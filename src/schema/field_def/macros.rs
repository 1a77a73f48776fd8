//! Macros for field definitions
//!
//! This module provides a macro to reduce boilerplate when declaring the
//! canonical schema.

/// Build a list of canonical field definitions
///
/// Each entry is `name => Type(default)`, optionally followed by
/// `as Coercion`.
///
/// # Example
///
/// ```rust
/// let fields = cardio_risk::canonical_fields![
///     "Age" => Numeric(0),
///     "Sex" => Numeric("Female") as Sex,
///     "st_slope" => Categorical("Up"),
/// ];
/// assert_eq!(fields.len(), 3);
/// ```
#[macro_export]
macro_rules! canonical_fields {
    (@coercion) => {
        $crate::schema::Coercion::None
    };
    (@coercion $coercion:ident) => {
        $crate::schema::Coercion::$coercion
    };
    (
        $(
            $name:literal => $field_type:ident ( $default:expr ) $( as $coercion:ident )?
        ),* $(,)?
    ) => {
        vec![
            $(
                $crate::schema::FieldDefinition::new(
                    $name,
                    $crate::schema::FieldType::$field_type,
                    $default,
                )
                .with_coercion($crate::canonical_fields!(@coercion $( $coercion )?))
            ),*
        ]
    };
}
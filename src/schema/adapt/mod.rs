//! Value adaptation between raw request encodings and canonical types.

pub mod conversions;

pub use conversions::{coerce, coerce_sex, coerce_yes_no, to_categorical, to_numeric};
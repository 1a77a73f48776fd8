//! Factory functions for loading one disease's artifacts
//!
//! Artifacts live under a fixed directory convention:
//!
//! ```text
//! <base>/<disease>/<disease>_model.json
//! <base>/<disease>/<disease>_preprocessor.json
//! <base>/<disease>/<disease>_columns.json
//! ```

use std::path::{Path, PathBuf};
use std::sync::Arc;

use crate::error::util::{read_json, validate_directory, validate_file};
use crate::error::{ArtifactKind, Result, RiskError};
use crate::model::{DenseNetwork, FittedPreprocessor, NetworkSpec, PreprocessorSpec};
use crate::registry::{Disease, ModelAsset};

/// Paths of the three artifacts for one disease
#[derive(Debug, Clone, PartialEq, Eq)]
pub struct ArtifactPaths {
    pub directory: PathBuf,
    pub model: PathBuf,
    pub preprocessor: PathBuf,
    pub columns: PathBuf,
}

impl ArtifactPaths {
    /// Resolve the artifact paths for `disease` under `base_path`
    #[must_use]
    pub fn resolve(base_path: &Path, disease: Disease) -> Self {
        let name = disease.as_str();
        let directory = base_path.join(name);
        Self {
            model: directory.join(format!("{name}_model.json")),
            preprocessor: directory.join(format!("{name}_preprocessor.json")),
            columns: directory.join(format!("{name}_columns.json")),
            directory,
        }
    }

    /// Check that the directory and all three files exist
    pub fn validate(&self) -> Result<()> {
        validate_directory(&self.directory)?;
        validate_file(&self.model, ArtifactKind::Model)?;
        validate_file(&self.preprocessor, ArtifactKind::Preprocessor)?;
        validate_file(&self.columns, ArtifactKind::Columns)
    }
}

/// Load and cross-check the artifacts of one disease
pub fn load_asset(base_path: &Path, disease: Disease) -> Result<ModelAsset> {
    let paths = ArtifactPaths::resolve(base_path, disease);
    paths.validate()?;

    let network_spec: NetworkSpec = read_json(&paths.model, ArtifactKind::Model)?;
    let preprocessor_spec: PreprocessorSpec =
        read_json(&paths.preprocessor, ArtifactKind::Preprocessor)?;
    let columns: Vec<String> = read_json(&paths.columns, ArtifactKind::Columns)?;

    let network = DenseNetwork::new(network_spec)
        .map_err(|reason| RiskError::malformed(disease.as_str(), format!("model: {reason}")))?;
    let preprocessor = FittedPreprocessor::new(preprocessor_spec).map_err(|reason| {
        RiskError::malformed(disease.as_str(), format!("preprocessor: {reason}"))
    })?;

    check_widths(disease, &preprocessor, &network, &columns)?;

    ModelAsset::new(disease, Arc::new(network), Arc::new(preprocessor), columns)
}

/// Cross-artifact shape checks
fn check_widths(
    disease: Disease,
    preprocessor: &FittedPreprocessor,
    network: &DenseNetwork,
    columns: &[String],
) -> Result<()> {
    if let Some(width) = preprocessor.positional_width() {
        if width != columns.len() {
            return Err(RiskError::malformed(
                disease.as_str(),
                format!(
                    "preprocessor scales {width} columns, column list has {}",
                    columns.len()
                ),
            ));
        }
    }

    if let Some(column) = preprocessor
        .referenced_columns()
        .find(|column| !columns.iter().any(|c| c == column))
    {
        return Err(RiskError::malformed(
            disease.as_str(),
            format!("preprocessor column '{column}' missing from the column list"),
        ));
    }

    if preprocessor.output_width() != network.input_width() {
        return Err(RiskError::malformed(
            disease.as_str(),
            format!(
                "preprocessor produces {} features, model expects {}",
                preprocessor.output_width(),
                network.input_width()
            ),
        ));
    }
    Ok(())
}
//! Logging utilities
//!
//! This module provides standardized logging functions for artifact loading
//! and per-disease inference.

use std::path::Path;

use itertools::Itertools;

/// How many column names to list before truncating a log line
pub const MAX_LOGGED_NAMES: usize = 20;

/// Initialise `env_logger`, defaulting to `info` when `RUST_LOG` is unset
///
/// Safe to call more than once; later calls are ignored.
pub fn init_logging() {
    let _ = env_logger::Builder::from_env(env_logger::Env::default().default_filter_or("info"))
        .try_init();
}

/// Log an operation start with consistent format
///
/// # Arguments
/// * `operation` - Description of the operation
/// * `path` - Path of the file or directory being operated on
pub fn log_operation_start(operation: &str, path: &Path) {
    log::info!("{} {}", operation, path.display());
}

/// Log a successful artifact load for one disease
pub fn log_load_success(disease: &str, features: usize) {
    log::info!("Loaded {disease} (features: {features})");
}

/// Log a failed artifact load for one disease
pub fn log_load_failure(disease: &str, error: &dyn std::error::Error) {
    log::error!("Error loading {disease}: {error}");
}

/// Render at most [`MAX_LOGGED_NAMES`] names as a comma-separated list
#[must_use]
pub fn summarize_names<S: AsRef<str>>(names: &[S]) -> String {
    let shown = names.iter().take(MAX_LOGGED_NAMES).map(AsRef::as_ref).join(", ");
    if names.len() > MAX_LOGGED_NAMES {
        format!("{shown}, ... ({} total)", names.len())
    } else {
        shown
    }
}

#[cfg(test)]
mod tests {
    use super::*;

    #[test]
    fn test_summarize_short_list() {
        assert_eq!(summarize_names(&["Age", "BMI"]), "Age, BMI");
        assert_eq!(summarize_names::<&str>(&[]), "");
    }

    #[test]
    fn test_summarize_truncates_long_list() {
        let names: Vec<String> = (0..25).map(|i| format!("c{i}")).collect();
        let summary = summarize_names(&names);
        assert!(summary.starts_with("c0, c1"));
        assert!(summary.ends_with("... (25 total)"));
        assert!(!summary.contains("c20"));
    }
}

What to do — In the entries above, find each line with the word "NetworkSpec" and return it.

Answer —
use crate::model::{DenseNetwork, FittedPreprocessor, NetworkSpec, PreprocessorSpec};
    let network_spec: NetworkSpec = read_json(&paths.model, ArtifactKind::Model)?;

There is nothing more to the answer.